* [Data for the task]
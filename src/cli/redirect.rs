//! Console output redirection
//!
//! Adds a `--redirect <FILE>` option and a wrapper that sends the process's
//! stdout (and optionally stderr) to that file while a command runs. The
//! original streams are restored on every exit path, including panics, and
//! failures can be written into the file as a report.

use std::ffi::OsStr;
use std::fmt;
use std::fs::{self, File, OpenOptions};
use std::io::{self, Write};
use std::path::{Path, PathBuf};

use clap::builder::TypedValueParser;
use clap::{Arg, ArgMatches, Args, Command};
use serde::{Deserialize, Serialize};
use tempfile::NamedTempFile;
use thiserror::Error;
use tracing::{debug, warn};

use super::params::{invalid_value, ParamDecls, ParamError};
use crate::core::panic;
use crate::core::stdio::{StdioGuard, Streams};

const REDIRECT_HELP: &str = "Redirect console output to file.";

/// How the redirect file is opened
#[derive(Debug, Clone, Copy, PartialEq, Eq, Default, Serialize, Deserialize)]
#[serde(rename_all = "lowercase")]
pub enum OpenMode {
    /// Keep existing content, write at the end
    #[default]
    Append,
    /// Start from an empty file
    Truncate,
}

/// Redirection errors
#[derive(Debug, Error)]
pub enum RedirectError {
    /// Target is a directory
    #[error("'{}' is a directory", .0.display())]
    Directory(PathBuf),

    /// Atomic replacement requested together with append mode
    #[error("atomic writes cannot append to '{}'", .0.display())]
    AtomicAppend(PathBuf),

    /// Target cannot be opened
    #[error("cannot open '{}': {source}", path.display())]
    Open {
        /// Target path
        path: PathBuf,
        /// Underlying error
        source: io::Error,
    },

    /// Atomic replacement failed
    #[error("cannot replace '{}': {source}", path.display())]
    Persist {
        /// Target path
        path: PathBuf,
        /// Underlying error
        source: io::Error,
    },

    /// Descriptor redirection is not available on this platform
    #[error("standard stream redirection is not supported on this platform")]
    Unsupported,

    /// The standard streams could not be swapped
    #[error("failed to redirect standard streams: {0}")]
    Swap(#[source] io::Error),
}

impl From<io::Error> for RedirectError {
    fn from(err: io::Error) -> Self {
        if err.kind() == io::ErrorKind::Unsupported {
            Self::Unsupported
        } else {
            Self::Swap(err)
        }
    }
}

/// A parsed `--redirect` value
#[derive(Debug, Clone, PartialEq, Eq)]
pub struct RedirectTarget {
    path: PathBuf,
    mode: OpenMode,
    atomic: bool,
}

impl RedirectTarget {
    /// Append to `path`
    pub fn new(path: impl Into<PathBuf>) -> Self {
        Self {
            path: path.into(),
            mode: OpenMode::Append,
            atomic: false,
        }
    }

    /// Set the open mode
    pub fn with_mode(mut self, mode: OpenMode) -> Self {
        self.mode = mode;
        self
    }

    /// Write to a temporary file and move it over the target when done
    pub fn with_atomic(mut self, atomic: bool) -> Self {
        self.atomic = atomic;
        self
    }

    /// Target path
    pub fn path(&self) -> &Path {
        &self.path
    }

    /// Open mode
    pub fn mode(&self) -> OpenMode {
        self.mode
    }

    /// Atomic replacement?
    pub fn is_atomic(&self) -> bool {
        self.atomic
    }

    /// Check the target without touching it.
    ///
    /// # Errors
    ///
    /// [`RedirectError::Directory`] or [`RedirectError::AtomicAppend`].
    pub fn validate(&self) -> Result<(), RedirectError> {
        if self.path.is_dir() {
            return Err(RedirectError::Directory(self.path.clone()));
        }
        if self.atomic && self.mode == OpenMode::Append {
            return Err(RedirectError::AtomicAppend(self.path.clone()));
        }
        Ok(())
    }

    /// Open the target for writing.
    ///
    /// # Errors
    ///
    /// Fails when validation fails or the file (or, for atomic targets, the
    /// temporary file next to it) cannot be created.
    pub fn open(&self) -> Result<RedirectSink, RedirectError> {
        self.validate()?;

        let inner = if self.atomic {
            let dir = match self.path.parent() {
                Some(parent) if !parent.as_os_str().is_empty() => parent,
                _ => Path::new("."),
            };
            let tmp = NamedTempFile::new_in(dir).map_err(|source| self.open_error(source))?;
            // The replacement keeps the permissions of the file it replaces.
            if let Ok(existing) = fs::metadata(&self.path) {
                tmp.as_file()
                    .set_permissions(existing.permissions())
                    .map_err(|source| self.open_error(source))?;
            }
            Sink::Atomic(tmp)
        } else {
            let mut options = OpenOptions::new();
            options.create(true);
            match self.mode {
                OpenMode::Append => options.append(true),
                OpenMode::Truncate => options.write(true).truncate(true),
            };
            Sink::Direct(options.open(&self.path).map_err(|source| self.open_error(source))?)
        };

        Ok(RedirectSink {
            path: self.path.clone(),
            inner,
        })
    }

    fn open_error(&self, source: io::Error) -> RedirectError {
        RedirectError::Open {
            path: self.path.clone(),
            source,
        }
    }
}

enum Sink {
    Direct(File),
    Atomic(NamedTempFile),
}

/// An opened redirect target
pub struct RedirectSink {
    path: PathBuf,
    inner: Sink,
}

impl RedirectSink {
    /// The file the streams are pointed at
    pub fn file(&self) -> &File {
        match &self.inner {
            Sink::Direct(file) => file,
            Sink::Atomic(tmp) => tmp.as_file(),
        }
    }

    /// Append a timestamped failure report
    fn write_report(&self, report: &str) {
        let stamp = chrono::Local::now().format("%Y-%m-%d %H:%M:%S");
        let mut file = self.file();
        let written = writeln!(file, "--- {} command failed ---\n{}", stamp, report)
            .and_then(|()| file.flush());
        if let Err(e) = written {
            warn!("failed to write error report to {}: {}", self.path.display(), e);
        }
    }

    /// Flush, and for atomic targets move the temporary file into place.
    ///
    /// # Errors
    ///
    /// [`RedirectError::Persist`] when the atomic rename fails.
    pub fn finish(self) -> Result<(), RedirectError> {
        match self.inner {
            Sink::Direct(mut file) => file.flush().map_err(|source| RedirectError::Persist {
                path: self.path,
                source,
            }),
            Sink::Atomic(tmp) => tmp
                .persist(&self.path)
                .map(drop)
                .map_err(|e| RedirectError::Persist {
                    path: self.path,
                    source: e.error,
                }),
        }
    }
}

impl fmt::Debug for RedirectSink {
    fn fmt(&self, f: &mut fmt::Formatter<'_>) -> fmt::Result {
        f.debug_struct("RedirectSink")
            .field("path", &self.path)
            .field("atomic", &matches!(self.inner, Sink::Atomic(_)))
            .finish()
    }
}

/// Value parser for redirect targets
#[derive(Debug, Clone, Copy, PartialEq, Eq, Default)]
pub struct RedirectFile {
    mode: OpenMode,
    lazy: bool,
    atomic: bool,
}

impl RedirectFile {
    /// Append mode, opened at parse time
    pub fn new() -> Self {
        Self::default()
    }

    /// Set the open mode
    #[must_use]
    pub fn mode(mut self, mode: OpenMode) -> Self {
        self.mode = mode;
        self
    }

    /// Postpone creating the file until the command runs
    #[must_use]
    pub fn lazy(mut self, lazy: bool) -> Self {
        self.lazy = lazy;
        self
    }

    /// Replace the file atomically when the command is done
    #[must_use]
    pub fn atomic(mut self, atomic: bool) -> Self {
        self.atomic = atomic;
        self
    }

    fn check(&self, target: &RedirectTarget) -> Result<(), RedirectError> {
        target.validate()?;
        if self.lazy || self.atomic {
            return Ok(());
        }
        // Create the file now so unwritable targets are usage errors.
        target.open().map(drop)
    }
}

impl TypedValueParser for RedirectFile {
    type Value = RedirectTarget;

    fn parse_ref(
        &self,
        cmd: &Command,
        arg: Option<&Arg>,
        value: &OsStr,
    ) -> Result<Self::Value, clap::Error> {
        let target = RedirectTarget::new(value)
            .with_mode(self.mode)
            .with_atomic(self.atomic);

        match self.check(&target) {
            Ok(()) => Ok(target),
            Err(e) => Err(invalid_value(cmd, arg, value, &e)),
        }
    }
}

/// `--redirect <FILE>` option for derive-based CLIs
#[derive(Debug, Clone, Default, PartialEq, Eq, Args)]
pub struct RedirectArgs {
    /// Redirect console output to file.
    #[arg(long, global = true, value_name = "FILE", value_parser = RedirectFile::new())]
    pub redirect: Option<RedirectTarget>,
}

/// Redirects console streams around a call
#[derive(Debug, Clone, Copy, PartialEq, Eq)]
pub struct Redirect {
    /// Redirect standard output
    pub stdout: bool,
    /// Redirect standard error
    pub stderr: bool,
    /// Write a report into the file when the call fails
    pub errors: bool,
}

impl Default for Redirect {
    fn default() -> Self {
        Self {
            stdout: true,
            stderr: false,
            errors: true,
        }
    }
}

impl Redirect {
    /// Stdout only, with error reports
    pub fn new() -> Self {
        Self::default()
    }

    /// Redirect standard output?
    pub fn with_stdout(mut self, stdout: bool) -> Self {
        self.stdout = stdout;
        self
    }

    /// Redirect standard error?
    pub fn with_stderr(mut self, stderr: bool) -> Self {
        self.stderr = stderr;
        self
    }

    /// Write failure reports?
    pub fn with_errors(mut self, errors: bool) -> Self {
        self.errors = errors;
        self
    }

    /// Streams selected for redirection
    pub fn streams(&self) -> Streams {
        Streams::new(self.stdout, self.stderr)
    }

    /// A redirect option under custom names.
    ///
    /// # Errors
    ///
    /// Fails on invalid declarations, see [`ParamDecls::parse`].
    pub fn arg(decls: &[&str], parser: RedirectFile) -> Result<Arg, ParamError> {
        Ok(ParamDecls::parse(decls)?
            .to_arg()
            .value_name("FILE")
            .help(REDIRECT_HELP)
            .value_parser(parser))
    }

    /// The target given for option `id`, if any
    pub fn target(matches: &ArgMatches, id: &str) -> Option<RedirectTarget> {
        matches
            .try_get_one::<RedirectTarget>(id)
            .ok()
            .flatten()
            .cloned()
    }

    /// Run `f` with the selected streams pointed at `target`.
    ///
    /// Without a target `f` runs untouched. Otherwise the streams are
    /// restored and flushed before this returns, whether `f` succeeds,
    /// fails or panics; a panic is re-raised afterwards.
    ///
    /// # Errors
    ///
    /// Returns `f`'s error unchanged, or a [`RedirectError`] (converted into
    /// `E`) when the target cannot be opened or the streams cannot be
    /// swapped.
    pub fn run<T, E, F>(&self, target: Option<&RedirectTarget>, f: F) -> Result<T, E>
    where
        F: FnOnce() -> Result<T, E>,
        E: From<RedirectError> + fmt::Debug,
    {
        let Some(target) = target else {
            return f();
        };

        let sink = target.open()?;
        let outcome = {
            let _guard = StdioGuard::redirect(sink.file(), self.streams())
                .map_err(RedirectError::from)?;
            debug!(path = %target.path().display(), "console output redirected");
            panic::catch(f)
        };
        debug!("console output restored");

        if self.errors {
            match &outcome {
                Ok(Err(e)) => sink.write_report(&format!("Error: {:?}", e)),
                Err(caught) => sink.write_report(&format!("Error: {}", caught.report)),
                Ok(Ok(_)) => {}
            }
        }

        let finished = sink.finish();
        match outcome {
            Ok(Ok(value)) => finished.map(|()| value).map_err(E::from),
            Ok(Err(e)) => {
                if let Err(finish_err) = finished {
                    warn!("{}", finish_err);
                }
                Err(e)
            }
            Err(caught) => {
                if let Err(finish_err) = finished {
                    warn!("{}", finish_err);
                }
                caught.resume()
            }
        }
    }
}
#[cfg(test)]
mod tests {
    use super::*;
    use std::error::Error as _;
    use std::fs;

    fn write_manifest(dir: &Path, body: &str) {
        fs::create_dir_all(dir).unwrap();
        fs::write(dir.join("Cargo.toml"), body).unwrap();
    }

    fn write_record(cargo_home: &Path, key: &str) {
        fs::create_dir_all(cargo_home).unwrap();
        let json = serde_json::json!({ "installs": { key: { "bins": [] } } });
        fs::write(cargo_home.join(".crates2.json"), json.to_string()).unwrap();
    }

    #[test]
    fn test_resource_dir_wins() {
        let tmp = tempfile::tempdir().unwrap();
        let share = tmp.path().join("share").join("demo");
        fs::create_dir_all(&share).unwrap();

        let locator = Locator::new().with_prefix(tmp.path());
        assert_eq!(locator.package_dir("demo").unwrap(), share);
        assert_eq!(locator.module_name("demo").unwrap(), "demo");
    }

    #[test]
    fn test_resource_file_is_not_a_package() {
        let tmp = tempfile::tempdir().unwrap();
        fs::create_dir_all(tmp.path().join("share")).unwrap();
        fs::write(tmp.path().join("share").join("demo"), "").unwrap();

        let locator = Locator::new().with_prefix(tmp.path());
        let err = locator.package_dir("demo").unwrap_err();
        assert_eq!(err.to_string(), "'demo' is not a package or not installed");
        // no cargo home configured: the install record step failed last
        let cause = err.source().unwrap().to_string();
        assert!(cause.contains("cargo home"));
    }

    #[test]
    fn test_registry_install() {
        let tmp = tempfile::tempdir().unwrap();
        let home = tmp.path().join("cargo");
        write_record(
            &home,
            "fancy-tool 1.4.0 (registry+https://github.com/rust-lang/crates.io-index)",
        );
        let src = home
            .join("registry/src/index.crates.io-6f17d22bba15001f")
            .join("fancy-tool-1.4.0");
        write_manifest(
            &src,
            "[package]\nname = \"fancy-tool\"\nversion = \"1.4.0\"\nhomepage = \"https://fancy.dev\"\n\n[lib]\nname = \"fancy\"\n",
        );

        let locator = Locator::new().with_cargo_home(&home);
        assert_eq!(locator.package_dir("fancy_tool").unwrap(), src);
        assert_eq!(locator.module_name("fancy-tool").unwrap(), "fancy");

        let meta = locator.metadata("fancy-tool").unwrap();
        assert_eq!(meta.version, "1.4.0");
        assert_eq!(meta.url(), "https://fancy.dev");
    }

    #[cfg(unix)]
    #[test]
    fn test_editable_install() {
        let tmp = tempfile::tempdir().unwrap();
        let project = tmp.path().join("project");
        write_manifest(&project, "[workspace]\nmembers = [\"app\", \"tests\"]\n");
        write_manifest(&project.join("tests"), "[package]\nname = \"tests\"\n");
        write_manifest(
            &project.join("app"),
            "[package]\nname = \"my-app\"\nversion = \"0.2.0\"\n",
        );

        let home = tmp.path().join("cargo");
        write_record(
            &home,
            &format!("my-app 0.2.0 (path+file://{})", project.display()),
        );

        let locator = Locator::new().with_cargo_home(&home);
        let dir = locator.package_dir("my-app").unwrap();
        assert_eq!(dir, project.join("app").canonicalize().unwrap());
        assert_eq!(locator.module_name("my-app").unwrap(), "my_app");
    }

    #[test]
    fn test_metadata_version_from_install_record() {
        let tmp = tempfile::tempdir().unwrap();
        let project = tmp.path().join("project");
        write_manifest(
            &project,
            "[workspace]\nmembers = [\"app\"]\n\n[workspace.package]\nversion = \"1.7.0\"\n",
        );
        write_manifest(
            &project.join("app"),
            "[package]\nname = \"my-app\"\nversion.workspace = true\nhomepage = \"https://my.app\"\n",
        );

        let home = tmp.path().join("cargo");
        write_record(
            &home,
            &format!("my-app 1.7.0 (path+file://{})", project.display()),
        );

        let meta = Locator::new().with_cargo_home(&home).metadata("my-app").unwrap();
        assert_eq!(meta.name, "my-app");
        assert_eq!(meta.version, "1.7.0");
        assert_eq!(meta.url(), "https://my.app");
    }

    #[cfg(unix)]
    #[test]
    fn test_editable_install_missing_checkout() {
        let tmp = tempfile::tempdir().unwrap();
        let home = tmp.path().join("cargo");
        write_record(&home, "gone 0.1.0 (path+file:///definitely/not/here)");

        let locator = Locator::new().with_cargo_home(&home);
        let err = locator.package_dir("gone").unwrap_err();
        assert!(matches!(err, PackageError::NotFound { .. }));
        let cause = err.source().unwrap();
        assert!(cause.to_string().starts_with("failed to read /definitely/not/here"));
    }

    #[test]
    fn test_git_install_is_unlocatable() {
        let tmp = tempfile::tempdir().unwrap();
        let home = tmp.path().join("cargo");
        write_record(&home, "from-git 0.1.0 (git+https://example.com/r.git#abc)");

        let err = Locator::new()
            .with_cargo_home(&home)
            .package_dir("from-git")
            .unwrap_err();
        let cause = err.source().unwrap().to_string();
        assert!(cause.contains("has no local package directory"));
    }

    #[test]
    fn test_module_name_not_found() {
        let tmp = tempfile::tempdir().unwrap();
        let home = tmp.path().join("cargo");
        write_record(&home, "other 0.1.0 (registry+https://x)");

        let locator = Locator::new().with_prefix(tmp.path()).with_cargo_home(&home);
        let err = locator.module_name("nonexistent-package").unwrap_err();
        assert!(matches!(err, PackageError::NotFound { .. }));

        let err = locator.metadata("nonexistent-package").unwrap_err();
        assert_eq!(
            err.to_string(),
            "No package metadata was found for nonexistent-package"
        );
    }
}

* [Exercise] Return exactly the lines that run from the top of the listing above to the line containing "use std::ffi::OsStr;", please, keeping both end lines and leaving out everything else.

* [Solution to this task]
filename src/cli/redirect.rs
//! Console output redirection
//!
//! Adds a `--redirect <FILE>` option and a wrapper that sends the process's
//! stdout (and optionally stderr) to that file while a command runs. The
//! original streams are restored on every exit path, including panics, and
//! failures can be written into the file as a report.

use std::ffi::OsStr;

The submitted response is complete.